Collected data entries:
====
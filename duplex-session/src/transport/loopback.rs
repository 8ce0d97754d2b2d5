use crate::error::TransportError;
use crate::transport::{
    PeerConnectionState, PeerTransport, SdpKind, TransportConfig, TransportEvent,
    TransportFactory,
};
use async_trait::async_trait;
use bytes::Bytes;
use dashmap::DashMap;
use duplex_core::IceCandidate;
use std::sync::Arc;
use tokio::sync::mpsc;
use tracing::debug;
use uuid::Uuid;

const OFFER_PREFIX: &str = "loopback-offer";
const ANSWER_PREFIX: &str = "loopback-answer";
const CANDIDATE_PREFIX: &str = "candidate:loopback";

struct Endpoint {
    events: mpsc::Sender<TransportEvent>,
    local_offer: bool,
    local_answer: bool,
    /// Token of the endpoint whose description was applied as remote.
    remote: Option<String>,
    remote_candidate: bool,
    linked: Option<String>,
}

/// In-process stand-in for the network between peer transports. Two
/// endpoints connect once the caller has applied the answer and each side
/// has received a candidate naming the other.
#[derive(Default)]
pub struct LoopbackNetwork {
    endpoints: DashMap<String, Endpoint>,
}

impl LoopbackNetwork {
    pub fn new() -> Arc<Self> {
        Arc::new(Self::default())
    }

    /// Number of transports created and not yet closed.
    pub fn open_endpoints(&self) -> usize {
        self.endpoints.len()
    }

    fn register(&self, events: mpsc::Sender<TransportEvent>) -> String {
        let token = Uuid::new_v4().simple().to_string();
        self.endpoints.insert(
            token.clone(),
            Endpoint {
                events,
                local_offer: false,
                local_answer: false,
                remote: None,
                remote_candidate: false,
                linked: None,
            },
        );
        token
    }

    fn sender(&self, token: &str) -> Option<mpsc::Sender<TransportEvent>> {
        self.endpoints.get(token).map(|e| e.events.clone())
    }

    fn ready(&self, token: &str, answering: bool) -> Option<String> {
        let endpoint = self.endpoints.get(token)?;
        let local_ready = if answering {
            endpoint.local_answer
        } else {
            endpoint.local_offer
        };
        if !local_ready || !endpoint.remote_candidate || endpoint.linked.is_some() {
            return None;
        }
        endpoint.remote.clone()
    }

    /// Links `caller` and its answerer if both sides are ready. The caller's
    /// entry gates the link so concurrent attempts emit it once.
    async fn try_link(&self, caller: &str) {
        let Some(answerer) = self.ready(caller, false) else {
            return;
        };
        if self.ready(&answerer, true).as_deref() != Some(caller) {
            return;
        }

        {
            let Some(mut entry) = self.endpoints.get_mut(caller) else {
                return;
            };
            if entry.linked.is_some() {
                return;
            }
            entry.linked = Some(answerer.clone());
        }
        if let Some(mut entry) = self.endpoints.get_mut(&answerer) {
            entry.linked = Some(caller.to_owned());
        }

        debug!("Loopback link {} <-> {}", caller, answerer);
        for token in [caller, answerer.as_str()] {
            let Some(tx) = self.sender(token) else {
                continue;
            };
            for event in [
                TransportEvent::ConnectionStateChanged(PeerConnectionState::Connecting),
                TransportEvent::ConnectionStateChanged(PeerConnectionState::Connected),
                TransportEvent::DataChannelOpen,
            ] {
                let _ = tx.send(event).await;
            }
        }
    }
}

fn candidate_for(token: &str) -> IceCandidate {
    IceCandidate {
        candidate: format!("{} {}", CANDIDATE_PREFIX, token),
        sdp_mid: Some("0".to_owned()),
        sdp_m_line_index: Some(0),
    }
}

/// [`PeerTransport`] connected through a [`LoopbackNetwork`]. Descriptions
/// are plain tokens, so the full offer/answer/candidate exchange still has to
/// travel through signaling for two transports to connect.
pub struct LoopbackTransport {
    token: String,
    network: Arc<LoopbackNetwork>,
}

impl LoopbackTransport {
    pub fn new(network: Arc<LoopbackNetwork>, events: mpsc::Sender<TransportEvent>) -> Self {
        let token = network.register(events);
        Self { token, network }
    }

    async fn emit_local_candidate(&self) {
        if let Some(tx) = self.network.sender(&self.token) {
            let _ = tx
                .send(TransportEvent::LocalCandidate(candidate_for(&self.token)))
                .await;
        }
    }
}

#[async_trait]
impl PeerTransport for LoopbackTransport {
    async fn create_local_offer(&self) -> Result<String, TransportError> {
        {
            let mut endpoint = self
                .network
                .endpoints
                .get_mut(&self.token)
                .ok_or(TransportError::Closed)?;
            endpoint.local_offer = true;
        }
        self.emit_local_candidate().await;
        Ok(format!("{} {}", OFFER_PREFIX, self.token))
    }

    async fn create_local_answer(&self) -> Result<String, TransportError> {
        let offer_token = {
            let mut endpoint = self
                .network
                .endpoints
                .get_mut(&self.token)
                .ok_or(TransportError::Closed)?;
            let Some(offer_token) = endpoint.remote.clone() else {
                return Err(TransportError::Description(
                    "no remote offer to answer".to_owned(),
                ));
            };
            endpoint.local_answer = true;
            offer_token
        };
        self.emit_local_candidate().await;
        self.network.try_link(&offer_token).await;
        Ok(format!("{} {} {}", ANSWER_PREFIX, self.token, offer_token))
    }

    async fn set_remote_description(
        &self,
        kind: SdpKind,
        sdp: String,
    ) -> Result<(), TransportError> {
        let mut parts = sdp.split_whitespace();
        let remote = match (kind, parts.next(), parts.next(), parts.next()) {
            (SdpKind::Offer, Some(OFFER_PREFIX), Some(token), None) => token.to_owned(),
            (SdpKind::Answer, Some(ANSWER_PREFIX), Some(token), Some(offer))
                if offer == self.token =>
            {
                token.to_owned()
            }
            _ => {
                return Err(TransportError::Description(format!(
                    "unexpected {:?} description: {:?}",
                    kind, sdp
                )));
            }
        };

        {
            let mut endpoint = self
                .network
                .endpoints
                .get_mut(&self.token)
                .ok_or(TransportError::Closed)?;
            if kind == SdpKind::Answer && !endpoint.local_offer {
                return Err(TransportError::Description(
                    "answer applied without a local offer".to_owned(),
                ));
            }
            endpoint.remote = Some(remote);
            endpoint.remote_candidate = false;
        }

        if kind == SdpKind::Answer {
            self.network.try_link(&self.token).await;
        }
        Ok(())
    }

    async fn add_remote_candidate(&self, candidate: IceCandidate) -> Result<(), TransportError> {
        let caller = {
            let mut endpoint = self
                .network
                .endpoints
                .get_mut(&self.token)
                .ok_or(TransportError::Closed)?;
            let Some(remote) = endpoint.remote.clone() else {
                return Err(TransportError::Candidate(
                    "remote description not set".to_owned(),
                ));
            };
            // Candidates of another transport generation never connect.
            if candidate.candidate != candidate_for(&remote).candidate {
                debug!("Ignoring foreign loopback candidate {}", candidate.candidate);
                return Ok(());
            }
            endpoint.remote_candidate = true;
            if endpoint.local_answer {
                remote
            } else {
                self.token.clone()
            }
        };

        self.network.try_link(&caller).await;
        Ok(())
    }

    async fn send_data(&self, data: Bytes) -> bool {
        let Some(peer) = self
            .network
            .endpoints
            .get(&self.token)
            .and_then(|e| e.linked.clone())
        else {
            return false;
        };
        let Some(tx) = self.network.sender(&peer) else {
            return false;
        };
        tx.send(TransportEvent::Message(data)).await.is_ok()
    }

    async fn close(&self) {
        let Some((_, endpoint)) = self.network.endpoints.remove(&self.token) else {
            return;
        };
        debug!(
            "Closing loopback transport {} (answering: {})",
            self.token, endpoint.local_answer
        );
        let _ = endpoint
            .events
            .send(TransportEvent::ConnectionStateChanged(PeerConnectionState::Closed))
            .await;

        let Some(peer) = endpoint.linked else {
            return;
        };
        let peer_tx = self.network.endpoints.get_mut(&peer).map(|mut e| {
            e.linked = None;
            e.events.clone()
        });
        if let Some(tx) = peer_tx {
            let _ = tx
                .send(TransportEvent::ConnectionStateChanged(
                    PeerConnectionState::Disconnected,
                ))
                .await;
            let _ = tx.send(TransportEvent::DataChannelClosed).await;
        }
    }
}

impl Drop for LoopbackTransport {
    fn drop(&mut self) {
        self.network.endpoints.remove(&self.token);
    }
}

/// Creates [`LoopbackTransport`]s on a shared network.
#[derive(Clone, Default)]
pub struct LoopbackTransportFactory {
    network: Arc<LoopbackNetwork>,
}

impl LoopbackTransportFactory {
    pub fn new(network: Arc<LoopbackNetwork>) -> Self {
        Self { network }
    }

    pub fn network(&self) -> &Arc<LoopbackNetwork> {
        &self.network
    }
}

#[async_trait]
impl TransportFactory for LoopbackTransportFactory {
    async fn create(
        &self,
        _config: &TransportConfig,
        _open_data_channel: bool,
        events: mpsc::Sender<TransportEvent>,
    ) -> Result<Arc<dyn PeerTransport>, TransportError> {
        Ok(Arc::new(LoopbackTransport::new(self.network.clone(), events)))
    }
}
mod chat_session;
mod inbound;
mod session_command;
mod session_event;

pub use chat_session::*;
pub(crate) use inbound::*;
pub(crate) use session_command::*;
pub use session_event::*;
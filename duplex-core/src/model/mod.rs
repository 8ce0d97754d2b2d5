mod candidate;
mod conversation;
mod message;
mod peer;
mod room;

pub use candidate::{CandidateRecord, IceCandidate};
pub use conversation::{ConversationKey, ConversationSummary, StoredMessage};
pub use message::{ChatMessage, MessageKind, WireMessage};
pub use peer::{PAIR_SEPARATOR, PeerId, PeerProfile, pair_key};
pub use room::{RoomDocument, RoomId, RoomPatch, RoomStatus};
====
Scan the data above. Return every line with "true" in it.

        if self.ready(&answerer, true).as_deref() != Some(caller) {
            endpoint.local_offer = true;
            endpoint.local_answer = true;
            endpoint.remote_candidate = true;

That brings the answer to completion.